Shoaib Ali’s song, based on the Sufi notion of Fana, emphasizes the elimination of ego and Zafar’s link to the divine, reminiscent of Dīwān al-Hallāj. The song begins with a fingerpicked acoustic guitar pattern, continuing Zafar’s modern style.
The flute-led melodies in Maqam Kurd give the first glimpse of Turkish folk influence, which will dominate the track’s creative approach. After powerful ensemble harmonizing, the instrumental’s energy peaks before the first verse and resolves as the violin bows pause; “Jo Mujh Main Bolta Hai, Main Nahi Hoon” kicks in, a confession of submission to the divine.
A brief string ensemble tune that unites everything and symbolizes existence divides the mystical words. Zafar travels with South Asian Sufi thinking and returns with Punjabi Ishq poetry, maybe to combine Waris and Al-Hallaj.
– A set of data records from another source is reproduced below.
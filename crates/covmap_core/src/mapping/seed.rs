//! Reuse of a prior coverage map as initial guesses.

use tracing::warn;

use crate::coverage_map::{CoverageEntry, CoverageMap};
use crate::point::Coverage;

/// How a prior coverage vector was adapted to the current species ordering.
#[derive(Debug, Clone, Copy, PartialEq, Eq)]
pub enum CoverageRemap {
    Unchanged,
    /// Components were matched by species name.
    ByName,
    /// Missing trailing species were set to zero.
    Padded,
    /// Extra trailing components were dropped.
    Truncated,
}

/// Adapts `guess` to the species in `current`.
///
/// With `prior` names the components are matched by name: species missing
/// from the prior run start at zero and species absent from the current run
/// are dropped. Without names the vector is zero-padded or truncated.
pub fn remap_coverage(
    guess: &[f64],
    current: &[String],
    prior: Option<&[String]>,
) -> (Coverage, CoverageRemap) {
    if let Some(prior) = prior {
        if prior == current && guess.len() == current.len() {
            return (guess.to_vec(), CoverageRemap::Unchanged);
        }
        let mut remapped = vec![0.0; current.len()];
        for (slot, name) in remapped.iter_mut().zip(current) {
            if let Some(old) = prior.iter().position(|p| p == name) {
                *slot = guess.get(old).copied().unwrap_or(0.0);
            }
        }
        warn!(
            prior = ?prior,
            current = ?current,
            "remapping guess coverages by adsorbate name"
        );
        return (remapped, CoverageRemap::ByName);
    }

    let n = current.len();
    if guess.len() < n {
        warn!(
            found = guess.len(),
            expected = n,
            "guess coverage vector is shorter than the number of adsorbates; assuming undefined coverages are 0"
        );
        let mut padded = guess.to_vec();
        padded.resize(n, 0.0);
        (padded, CoverageRemap::Padded)
    } else if guess.len() > n {
        warn!(
            found = guess.len(),
            expected = n,
            "guess coverage vector is longer than the number of adsorbates; discarding extra coverages"
        );
        (guess[..n].to_vec(), CoverageRemap::Truncated)
    } else {
        (guess.to_vec(), CoverageRemap::Unchanged)
    }
}

/// Prior entries in the order they are seeded: descending by point.
pub(crate) fn seeding_order(prior: &CoverageMap) -> Vec<CoverageEntry> {
    let mut entries = prior.entries().to_vec();
    entries.sort_by(|a, b| b.point.total_cmp(&a.point));
    entries
}
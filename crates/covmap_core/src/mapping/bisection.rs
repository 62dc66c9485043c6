use nalgebra::DVector;
use tracing::debug;

use super::MappingContext;
use crate::error::PointError;
use crate::point::{Coverage, DescriptorPoint};
use crate::traits::{CoverageSolver, Scaler};

/// Finds coverages at `target` given that `guess` is a good guess at `origin`.
///
/// Each step tries the target first and halves the remaining distance towards
/// the last solved point on failure, at most `max_bisections` times. Every
/// solved point, intermediate or final, is recorded in the working map. The
/// walk takes at most `2^max_bisections` steps.
pub fn bisect_descriptor_line<S: Scaler, V: CoverageSolver>(
    ctx: &mut MappingContext<'_, S, V>,
    target: &DescriptorPoint,
    origin: &DescriptorPoint,
    guess: &[f64],
) -> Result<Coverage, PointError> {
    let settings = ctx.settings();
    let max_steps = 1usize << settings.max_bisections;

    let mut solved_from = origin.clone();
    let mut coverage = guess.to_vec();

    for _ in 0..max_steps {
        let (reached, solved) = next_valid_coverage(ctx, target, &solved_from, &coverage)?;
        ctx.record(reached.clone(), solved.clone());
        if reached == *target {
            return Ok(solved);
        }

        coverage = if settings.extrapolate_coverages {
            extrapolate_coverage(&solved_from, &coverage, &reached, &solved, target)
        } else {
            solved
        };
        solved_from = reached;
    }

    Err(PointError::BisectionLineExhausted {
        origin: origin.clone(),
        target: target.clone(),
        attempts: max_steps,
    })
}

/// Closest point on the line from `solved_from` to `target` where `guess` converges.
fn next_valid_coverage<S: Scaler, V: CoverageSolver>(
    ctx: &mut MappingContext<'_, S, V>,
    target: &DescriptorPoint,
    solved_from: &DescriptorPoint,
    guess: &[f64],
) -> Result<(DescriptorPoint, Coverage), PointError> {
    let settings = ctx.settings();
    let precision = settings.descriptor_decimal_precision;
    let mut current = target.clone();
    let mut residual = None;

    for n_iter in 1..=settings.max_bisections {
        match ctx.solve_point(&current, guess) {
            Ok(coverage) => {
                debug!(
                    old_pt = %solved_from.rounded(precision),
                    new_pt = %current.rounded(precision),
                    n_iter,
                    "bisection moved"
                );
                return Ok((current, coverage));
            }
            Err(err) => {
                residual = err.residual().or(residual);
                debug!(
                    old_pt = %solved_from.rounded(precision),
                    new_pt = %current.rounded(precision),
                    n_iter,
                    resid = ?err.residual(),
                    "bisection failed to move"
                );
                current = solved_from.midpoint(&current);
            }
        }
    }

    let residual = match residual {
        Some(residual) => residual,
        None => ctx.residual_at(target, guess),
    };
    debug!(
        old_pt = %solved_from.rounded(precision),
        new_pt = %target.rounded(precision),
        resid = residual,
        "maximum iterations bisecting"
    );
    Err(PointError::BisectionExhausted {
        origin: solved_from.clone(),
        target: target.clone(),
        bisections: settings.max_bisections,
        residual,
    })
}

/// Linear projection of the coverage trend from `(p0, c0)` through `(p1, c1)`
/// out to the distance of `p2` from `p0`.
pub(crate) fn extrapolate_coverage(
    p0: &DescriptorPoint,
    c0: &[f64],
    p1: &DescriptorPoint,
    c1: &[f64],
    p2: &DescriptorPoint,
) -> Coverage {
    let traveled = p0.distance(p1);
    if traveled == 0.0 || c0.len() != c1.len() {
        return c1.to_vec();
    }
    let c0 = DVector::from_column_slice(c0);
    let slope = (DVector::from_column_slice(c1) - &c0) / traveled;
    let projected = c0 + slope * p0.distance(p2);
    projected.iter().copied().collect()
}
Zafar adds another melodic segment, tripling the tempo as the song nears its end. Though intentional, the speed change pays respect to Sufi spiritual music. In an emotional moment, the song repeats “Jo Mujh Main Bolta Hai, Main Nahi Hoon,” completing the circle to the first realization.
The vocalist writes in a brief note accompanying the single, “We all somewhat struggle with the question of ‘Who am I?'” “Remove the ‘I’ and we open ourselves to the understanding that perhaps we are only vessels for something greater to flow through—manifesting itself in its glorious creativity,” Zafar says.
He suggests several art forms and articulations. Sometimes poetry, sometimes music, sometimes quiet, sometimes nothing. From nothingness comes everything. I hope this music helps.” The movie Main Nahi Hoon is streaming everywhere.